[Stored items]

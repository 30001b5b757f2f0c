//! Run-level errors: everything that ends a run with a non-zero status.

use std::path::PathBuf;
use thiserror::Error;

use crate::downloader::DownloadError;

fn list_paths(paths: &[PathBuf]) -> String {
    paths
        .iter()
        .map(|p| format!("\n  - {}", p.display()))
        .collect()
}

#[derive(Debug, Error)]
pub enum FetchError {
    #[error("could not find the URL manifest in any expected location:{}", list_paths(.checked))]
    ManifestNotFound { checked: Vec<PathBuf> },

    #[error("failed to read manifest {}", .path.display())]
    ManifestRead {
        path: PathBuf,
        #[source]
        source: std::io::Error,
    },

    #[error("no URLs found in {}", .path.display())]
    EmptyManifest { path: PathBuf },

    #[error("failed to download {url}")]
    Download {
        url: String,
        #[source]
        source: DownloadError,
    },

    #[error("no .gz/.tar.gz/.tgz files found to extract in {}", .dir.display())]
    NoArchives { dir: PathBuf },

    #[error("I/O error on {}", .path.display())]
    Io {
        path: PathBuf,
        #[source]
        source: std::io::Error,
    },
}
//! Reporting seam between the pipeline and whatever renders status lines.

use std::path::{Path, PathBuf};

use crate::archive::{ArchiveKind, ExtractError, ExtractOutcome};
use crate::downloader::DownloadError;
use crate::progress::ProgressStats;

/// Receives pipeline events in order. Every method defaults to a no-op.
#[allow(unused_variables)]
pub trait Reporter {
    fn manifest_found(&mut self, manifest: &Path, download_dir: &Path, output_dir: &Path) {}
    fn urls_loaded(&mut self, count: usize) {}
    fn download_started(&mut self, url: &str, dest: &Path) {}
    fn download_progress(&mut self, dest: &Path, stats: &ProgressStats) {}
    fn download_finished(&mut self, dest: &Path, bytes: u64) {}
    fn download_failed(&mut self, url: &str, err: &DownloadError) {}
    fn downloads_complete(&mut self, succeeded: usize, failed: usize) {}
    fn output_cleaned(&mut self, output_dir: &Path) {}
    fn extraction_started(&mut self, src: &Path, kind: ArchiveKind) {}
    fn extraction_finished(&mut self, src: &Path, outcome: &ExtractOutcome) {}
    fn extraction_failed(&mut self, src: &Path, err: &ExtractError) {}
}

/// Discards every event.
#[derive(Debug, Default, Clone, Copy)]
pub struct NullReporter;

impl Reporter for NullReporter {}

/// Outcome of a completed run.
#[derive(Debug, Default)]
pub struct RunSummary {
    pub manifest: PathBuf,
    pub output_dir: PathBuf,
    /// Files downloaded this run.
    pub downloaded: Vec<PathBuf>,
    /// URLs that failed (only populated under the keep-going policy).
    pub failed_downloads: Vec<(String, DownloadError)>,
    /// Archives extracted successfully.
    pub extracted: Vec<PathBuf>,
    /// Files matched by the scan but left untouched.
    pub skipped: Vec<PathBuf>,
    pub failed_extractions: Vec<(PathBuf, ExtractError)>,
}

impl RunSummary {
    /// True when nothing failed along the way.
    pub fn is_clean(&self) -> bool {
        self.failed_downloads.is_empty() && self.failed_extractions.is_empty()
    }
}
//! Lexical containment checks for tar members.
//!
//! Member paths must be plain relative paths: no root, no drive prefix and no
//! `..` at all. Link targets may use `..` as long as they never climb above
//! the output directory.
//!
//! Symlinks change what later paths mean on disk, so the archive is checked
//! as a whole: no member may live under a symlink stored anywhere in the
//! archive, and no link target may walk through one.

use std::collections::HashSet;
use std::path::{Component, Path, PathBuf};

/// Link carried by a tar member.
#[derive(Debug, Clone, PartialEq, Eq)]
pub enum LinkTarget {
    /// Resolved from the member's parent directory.
    Symlink(PathBuf),
    /// An archive path, resolved from the root.
    Hard(PathBuf),
}

/// One member as seen by the header-only pass.
#[derive(Debug, Clone, PartialEq, Eq)]
pub struct MemberEntry {
    pub path: PathBuf,
    pub link: Option<LinkTarget>,
}

impl MemberEntry {
    fn describe(&self) -> String {
        match &self.link {
            Some(LinkTarget::Symlink(t)) | Some(LinkTarget::Hard(t)) => {
                format!("{} -> {}", self.path.display(), t.display())
            }
            None => self.path.display().to_string(),
        }
    }
}

/// Depth of `path` below its starting point after applying `.`/`..`, or None if
/// it is absolute or climbs above the start at any point.
fn contained_depth(start_depth: usize, path: &Path) -> Option<usize> {
    let mut depth = start_depth;
    for component in path.components() {
        match component {
            Component::Prefix(_) | Component::RootDir => return None,
            Component::CurDir => {}
            Component::ParentDir => depth = depth.checked_sub(1)?,
            Component::Normal(_) => depth += 1,
        }
    }
    Some(depth)
}

/// True if a member stored as `path` stays inside the extraction root.
pub fn check_member_path(path: &Path) -> bool {
    path.components()
        .all(|c| matches!(c, Component::CurDir | Component::Normal(_)))
}

/// True if a link stored at `member` pointing to `target` stays inside the root.
///
/// Symlink targets resolve from the member's parent directory; hard link
/// targets are archive paths and resolve from the root.
pub fn check_link_target(member: &Path, target: &Path, symlink: bool) -> bool {
    if !symlink {
        return check_member_path(target);
    }
    let parent_depth = match member.parent().and_then(|p| contained_depth(0, p)) {
        Some(d) => d,
        None => return false,
    };
    contained_depth(parent_depth, target).is_some()
}

/// `path` without `.` components. Only meaningful for paths that passed `check_member_path`.
fn normalized(path: &Path) -> PathBuf {
    path.components()
        .filter(|c| matches!(c, Component::Normal(_)))
        .collect()
}

/// True if any proper ancestor of `path` is a stored symlink.
fn under_symlink(path: &Path, symlinks: &HashSet<PathBuf>) -> bool {
    path.ancestors()
        .skip(1)
        .filter(|a| !a.as_os_str().is_empty())
        .any(|a| symlinks.contains(a))
}

/// True if resolving `target` from `base` steps through a stored symlink.
/// Landing on a symlink as the last component is allowed.
fn walks_through_symlink(base: &Path, target: &Path, symlinks: &HashSet<PathBuf>) -> bool {
    let mut current = base.to_path_buf();
    for component in target.components() {
        if component == Component::CurDir {
            continue;
        }
        if !current.as_os_str().is_empty() && symlinks.contains(&current) {
            return true;
        }
        match component {
            Component::ParentDir => {
                current.pop();
            }
            Component::Normal(name) => current.push(name),
            // Absolute targets never get here; check_link_target rejects them first.
            _ => return true,
        }
    }
    false
}

/// Checks every member of one archive. Returns a description of the first
/// member or link that could place data outside the extraction root.
pub fn find_escape(members: &[MemberEntry]) -> Option<String> {
    for member in members {
        if !check_member_path(&member.path) {
            return Some(member.describe());
        }
    }

    let symlinks: HashSet<PathBuf> = members
        .iter()
        .filter(|m| matches!(m.link, Some(LinkTarget::Symlink(_))))
        .map(|m| normalized(&m.path))
        .collect();

    for member in members {
        let path = normalized(&member.path);
        if under_symlink(&path, &symlinks) {
            return Some(member.describe());
        }
        let escapes = match &member.link {
            None => false,
            Some(LinkTarget::Symlink(target)) => {
                let base = path.parent().map(Path::to_path_buf).unwrap_or_default();
                !check_link_target(&path, target, true)
                    || walks_through_symlink(&base, target, &symlinks)
            }
            Some(LinkTarget::Hard(target)) => {
                !check_link_target(&path, target, false)
                    || walks_through_symlink(Path::new(""), target, &symlinks)
            }
        };
        if escapes {
            return Some(member.describe());
        }
    }
    None
}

DIRECTIONS
A verbatim repeat of all the entries above is the required answer.

ANSWER SPACE
repository 30001b5b757f2f0c
//! Run-level errors: everything that ends a run with a non-zero status.

use std::path::PathBuf;
use thiserror::Error;

use crate::downloader::DownloadError;

fn list_paths(paths: &[PathBuf]) -> String {
    paths
        .iter()
        .map(|p| format!("\n  - {}", p.display()))
        .collect()
}

#[derive(Debug, Error)]
pub enum FetchError {
    #[error("could not find the URL manifest in any expected location:{}", list_paths(.checked))]
    ManifestNotFound { checked: Vec<PathBuf> },

    #[error("failed to read manifest {}", .path.display())]
    ManifestRead {
        path: PathBuf,
        #[source]
        source: std::io::Error,
    },

    #[error("no URLs found in {}", .path.display())]
    EmptyManifest { path: PathBuf },

    #[error("failed to download {url}")]
    Download {
        url: String,
        #[source]
        source: DownloadError,
    },

    #[error("no .gz/.tar.gz/.tgz files found to extract in {}", .dir.display())]
    NoArchives { dir: PathBuf },

    #[error("I/O error on {}", .path.display())]
    Io {
        path: PathBuf,
        #[source]
        source: std::io::Error,
    },
}
//! Reporting seam between the pipeline and whatever renders status lines.

use std::path::{Path, PathBuf};

use crate::archive::{ArchiveKind, ExtractError, ExtractOutcome};
use crate::downloader::DownloadError;
use crate::progress::ProgressStats;

/// Receives pipeline events in order. Every method defaults to a no-op.
#[allow(unused_variables)]
pub trait Reporter {
    fn manifest_found(&mut self, manifest: &Path, download_dir: &Path, output_dir: &Path) {}
    fn urls_loaded(&mut self, count: usize) {}
    fn download_started(&mut self, url: &str, dest: &Path) {}
    fn download_progress(&mut self, dest: &Path, stats: &ProgressStats) {}
    fn download_finished(&mut self, dest: &Path, bytes: u64) {}
    fn download_failed(&mut self, url: &str, err: &DownloadError) {}
    fn downloads_complete(&mut self, succeeded: usize, failed: usize) {}
    fn output_cleaned(&mut self, output_dir: &Path) {}
    fn extraction_started(&mut self, src: &Path, kind: ArchiveKind) {}
    fn extraction_finished(&mut self, src: &Path, outcome: &ExtractOutcome) {}
    fn extraction_failed(&mut self, src: &Path, err: &ExtractError) {}
}

/// Discards every event.
#[derive(Debug, Default, Clone, Copy)]
pub struct NullReporter;

impl Reporter for NullReporter {}

/// Outcome of a completed run.
#[derive(Debug, Default)]
pub struct RunSummary {
    pub manifest: PathBuf,
    pub output_dir: PathBuf,
    /// Files downloaded this run.
    pub downloaded: Vec<PathBuf>,
    /// URLs that failed (only populated under the keep-going policy).
    pub failed_downloads: Vec<(String, DownloadError)>,
    /// Archives extracted successfully.
    pub extracted: Vec<PathBuf>,
    /// Files matched by the scan but left untouched.
    pub skipped: Vec<PathBuf>,
    pub failed_extractions: Vec<(PathBuf, ExtractError)>,
}

impl RunSummary {
    /// True when nothing failed along the way.
    pub fn is_clean(&self) -> bool {
        self.failed_downloads.is_empty() && self.failed_extractions.is_empty()
    }
}
//! Lexical containment checks for tar members.
//!
//! Member paths must be plain relative paths: no root, no drive prefix and no
//! `..` at all. Link targets may use `..` as long as they never climb above
//! the output directory.
//!
//! Symlinks change what later paths mean on disk, so the archive is checked
//! as a whole: no member may live under a symlink stored anywhere in the
//! archive, and no link target may walk through one.

use std::collections::HashSet;
use std::path::{Component, Path, PathBuf};

/// Link carried by a tar member.
#[derive(Debug, Clone, PartialEq, Eq)]
pub enum LinkTarget {
    /// Resolved from the member's parent directory.
    Symlink(PathBuf),
    /// An archive path, resolved from the root.
    Hard(PathBuf),
}

/// One member as seen by the header-only pass.
#[derive(Debug, Clone, PartialEq, Eq)]
pub struct MemberEntry {
    pub path: PathBuf,
    pub link: Option<LinkTarget>,
}

impl MemberEntry {
    fn describe(&self) -> String {
        match &self.link {
            Some(LinkTarget::Symlink(t)) | Some(LinkTarget::Hard(t)) => {
                format!("{} -> {}", self.path.display(), t.display())
            }
            None => self.path.display().to_string(),
        }
    }
}

/// Depth of `path` below its starting point after applying `.`/`..`, or None if
/// it is absolute or climbs above the start at any point.
fn contained_depth(start_depth: usize, path: &Path) -> Option<usize> {
    let mut depth = start_depth;
    for component in path.components() {
        match component {
            Component::Prefix(_) | Component::RootDir => return None,
            Component::CurDir => {}
            Component::ParentDir => depth = depth.checked_sub(1)?,
            Component::Normal(_) => depth += 1,
        }
    }
    Some(depth)
}

/// True if a member stored as `path` stays inside the extraction root.
pub fn check_member_path(path: &Path) -> bool {
    path.components()
        .all(|c| matches!(c, Component::CurDir | Component::Normal(_)))
}

/// True if a link stored at `member` pointing to `target` stays inside the root.
///
/// Symlink targets resolve from the member's parent directory; hard link
/// targets are archive paths and resolve from the root.
pub fn check_link_target(member: &Path, target: &Path, symlink: bool) -> bool {
    if !symlink {
        return check_member_path(target);
    }
    let parent_depth = match member.parent().and_then(|p| contained_depth(0, p)) {
        Some(d) => d,
        None => return false,
    };
    contained_depth(parent_depth, target).is_some()
}

/// `path` without `.` components. Only meaningful for paths that passed `check_member_path`.
fn normalized(path: &Path) -> PathBuf {
    path.components()
        .filter(|c| matches!(c, Component::Normal(_)))
        .collect()
}

/// True if any proper ancestor of `path` is a stored symlink.
fn under_symlink(path: &Path, symlinks: &HashSet<PathBuf>) -> bool {
    path.ancestors()
        .skip(1)
        .filter(|a| !a.as_os_str().is_empty())
        .any(|a| symlinks.contains(a))
}

/// True if resolving `target` from `base` steps through a stored symlink.
/// Landing on a symlink as the last component is allowed.
fn walks_through_symlink(base: &Path, target: &Path, symlinks: &HashSet<PathBuf>) -> bool {
    let mut current = base.to_path_buf();
    for component in target.components() {
        if component == Component::CurDir {
            continue;
        }
        if !current.as_os_str().is_empty() && symlinks.contains(&current) {
            return true;
        }
        match component {
            Component::ParentDir => {
                current.pop();
            }
            Component::Normal(name) => current.push(name),
            // Absolute targets never get here; check_link_target rejects them first.
            _ => return true,
        }
    }
    false
}

/// Checks every member of one archive. Returns a description of the first
/// member or link that could place data outside the extraction root.
pub fn find_escape(members: &[MemberEntry]) -> Option<String> {
    for member in members {
        if !check_member_path(&member.path) {
            return Some(member.describe());
        }
    }

    let symlinks: HashSet<PathBuf> = members
        .iter()
        .filter(|m| matches!(m.link, Some(LinkTarget::Symlink(_))))
        .map(|m| normalized(&m.path))
        .collect();

    for member in members {
        let path = normalized(&member.path);
        if under_symlink(&path, &symlinks) {
            return Some(member.describe());
        }
        let escapes = match &member.link {
            None => false,
            Some(LinkTarget::Symlink(target)) => {
                let base = path.parent().map(Path::to_path_buf).unwrap_or_default();
                !check_link_target(&path, target, true)
                    || walks_through_symlink(&base, target, &symlinks)
            }
            Some(LinkTarget::Hard(target)) => {
                !check_link_target(&path, target, false)
                    || walks_through_symlink(Path::new(""), target, &symlinks)
            }
        };
        if escapes {
            return Some(member.describe());
        }
    }
    None
}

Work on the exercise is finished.